Submission to BBC Editorial Guidelines Review

Gender identity

 

We request a review and rewrite of two sections

5.4.27 and 5.4.40

which refer to gender identity.

Language 5.4.27

‘The use of any offensive language, whether written or spoken, and offensive gestures, must be editorially justified, and signposted if appropriate, to ensure it meets audience expectations, wherever it appears.

‘Language is most likely to cause offence when it is used gratuitously and without editorial purpose, and when it includes: terms of sexual and sexist abuse or abuse referring to sexuality or gender identity

‘Portrayal 5.4.50

‘In some instances, references to disability, age, sex, sexual orientation, gender identification, faith, race, etc may be relevant to portrayal. However, careless or offensive stereotypical assumptions should be avoided and people should only be described in such terms when editorially justified’. Please note from the Draft Guidelines:

‘When content makers are determining whether subjects are controversial, in the UK or internationally, they should take account of the level of public and political contention and debate.’

By any measure, according to this, the term gender identity, and belief in it, is a highly contested issue. The BBC’s own news guidelines affirm this:

‘The distinction between sex and gender is at the core of many of the contested areas around trans. Indeed, the distinction itself is not universally accepted. We need to take care to use the appropriate term in the context of a particular story’
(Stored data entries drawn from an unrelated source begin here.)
use crate::{
    Assigned, Error, H2Dialect, IdentifierGeneratorFactory, IdentifierType, MemoryDatabase,
    MySqlDialect, NATIVE, PostgreSqlDialect, Properties, Record, params,
};

#[test]
fn default_factory_knows_the_builtin_strategies() {
    let factory = IdentifierGeneratorFactory::new();
    for strategy in [
        "assigned",
        "foreign",
        "increment",
        "table",
        "hilo",
        "multiple-hilo",
        "sequence",
        "seqhilo",
        "uuid",
        "uuid.hex",
        "uuid2",
        "guid",
        "identity",
        "select",
        "enhanced-table",
        NATIVE,
    ] {
        assert!(factory.is_registered(strategy), "{strategy}");
    }
    assert_eq!(factory.strategies().count(), 15);
    assert!(!IdentifierGeneratorFactory::empty().is_registered("hilo"));
}

#[test]
fn native_resolves_through_the_dialect() {
    let factory = IdentifierGeneratorFactory::new();
    assert_eq!(factory.resolve_strategy(NATIVE, &H2Dialect), "identity");
    assert_eq!(factory.resolve_strategy(NATIVE, &PostgreSqlDialect), "sequence");
    assert_eq!(factory.resolve_strategy("hilo", &PostgreSqlDialect), "hilo");

    let generator = factory
        .create(NATIVE, IdentifierType::Long, &Properties::new(), &PostgreSqlDialect)
        .unwrap();
    assert!(generator.as_persistent().is_some());
    assert!(generator.as_post_insert().is_none());
}

#[test]
fn unknown_strategies_are_wrapped_with_the_entity_name() {
    let factory = IdentifierGeneratorFactory::new();
    let err = factory
        .create(
            "snowflake",
            IdentifierType::Long,
            &Properties::new().with(params::ENTITY_NAME, "Order"),
            &H2Dialect,
        )
        .err()
        .unwrap();
    assert!(err.is_mapping());
    assert_eq!(
        err.to_string(),
        "could not instantiate id generator [entity-name=Order]"
    );
    match err {
        Error::Instantiation { source, .. } => assert_eq!(
            source.to_string(),
            "could not interpret id generator strategy: snowflake"
        ),
        other => panic!("unexpected error {other:?}"),
    }
}

#[test]
fn configuration_failures_are_wrapped() {
    let factory = IdentifierGeneratorFactory::new();
    let err = factory
        .create("sequence", IdentifierType::Long, &Properties::new(), &MySqlDialect)
        .err()
        .unwrap();
    match err {
        Error::Instantiation { entity, source } => {
            assert_eq!(entity, "unknown");
            assert!(source.is_mapping());
        }
        other => panic!("unexpected error {other:?}"),
    }
}

#[test]
fn custom_strategies_can_be_registered() {
    let mut factory = IdentifierGeneratorFactory::empty();
    factory.register("manual", || Box::new(Assigned::new()));
    assert!(factory.generator_constructor("manual", &H2Dialect).is_ok());

    let generator = factory
        .create("manual", IdentifierType::Long, &Properties::new(), &H2Dialect)
        .unwrap();
    let session = MemoryDatabase::new().session();
    let outcome = generator
        .generate(&session, &Record::new("Order").with_identifier(5i64))
        .unwrap();
    assert_eq!(outcome.into_value().and_then(|v| v.as_i64()), Some(5));
}

#[test]
fn created_generators_are_configured() {
    let db = MemoryDatabase::new();
    let factory = IdentifierGeneratorFactory::new();
    let generator = factory
        .create(
            "hilo",
            IdentifierType::Long,
            &Properties::new().with(params::MAX_LO, "0"),
            &H2Dialect,
        )
        .unwrap();
    let ddl = generator
        .as_persistent()
        .unwrap()
        .sql_create_strings(&H2Dialect)
        .unwrap();
    db.execute_script(&ddl).unwrap();
    let session = db.session();
    let first = generator.generate(&session, &Record::new("Order")).unwrap();
    let second = generator.generate(&session, &Record::new("Order")).unwrap();
    assert_eq!(first.into_value().and_then(|v| v.as_i64()), Some(1));
    assert_eq!(second.into_value().and_then(|v| v.as_i64()), Some(2));
}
‘There is a lack of consensus about the nature of gender dysphoria’

The theory that everyone has a gender identity is not scientifically supported: in fact there is convincing evidence that they do not, and that it is in an indefinable concept. People suffer from dysphoria, but it does not change a person’s sex: and it is medically/scientifically impossible for any person to have an opposite sex brain. BBC news guidelines (linked above) affirm that gender is based on stereotypes.

Given this ambiguity, the use of vague terms like ‘abuse’ ‘offence’ and ‘assumption’ is dangerous. They could imply that accurately describing a person’s sex rather than complying with their belief in gender identity is abusive or offensive.

It is also important to note that the use of the term ‘gender identity’ in the Draft Editorial Guidelines contravenes almost every section of the Guidelines’ work on accuracy.

‘The BBC guidelines must hold themselves to a higher standard of accuracy and impartiality..it means not taking sides.

‘Views and facts must not be misrepresented.’

‘Views .. less supported by evidence do not need to be given similar prominence or weight to those with more support’

‘Where BBC content highlights issues on which others campaign, care must be taken to avoid endorsing those campaigns, or allowing the BBC to be seen as campaigning to change public policy’ ‘The BBC should not be seen to be promoting or revealing opinions of ts own. A key way to do this is in being fact and evidence based’

‘Serious factual errors should be acknowledged and mistakes corrected’

‘Achieving due impartiality requires awareness that unintended biases can result from the use of loaded language’

‘Reporting should not use language and tone which appear to accept consensus or received wisdom as fact or self evident.’

In section 5.4.43 you use the appropriate term ‘gender reassignment’:

5.4.43 Material may constitute hate speech if it is likely to encourage criminal activity or lead to disorder. It includes all forms of expression which spread, incite, promote or justify hatred based on intolerance on the grounds of disability, ethnicity, sex, gender reassignment, nationality, race, religion or sexual orientation.

Note that ‘gender reassignment’ under the Equality Act 2010 includes anyone who ‘proposes to undergo’ a process of reassignment and is fully inclusive.

Therefore we request and recommend that you use the EA protected characteristic term ‘gender reassignment’ and remove the unsubstantiated, scientifically unsupported and loaded term ‘gender identity’ from the Draft Editorial Guidelines.

This will prevent any ambiguity and restore precision, clarity and consistency with the draft guidelines on accuracy and impartiality.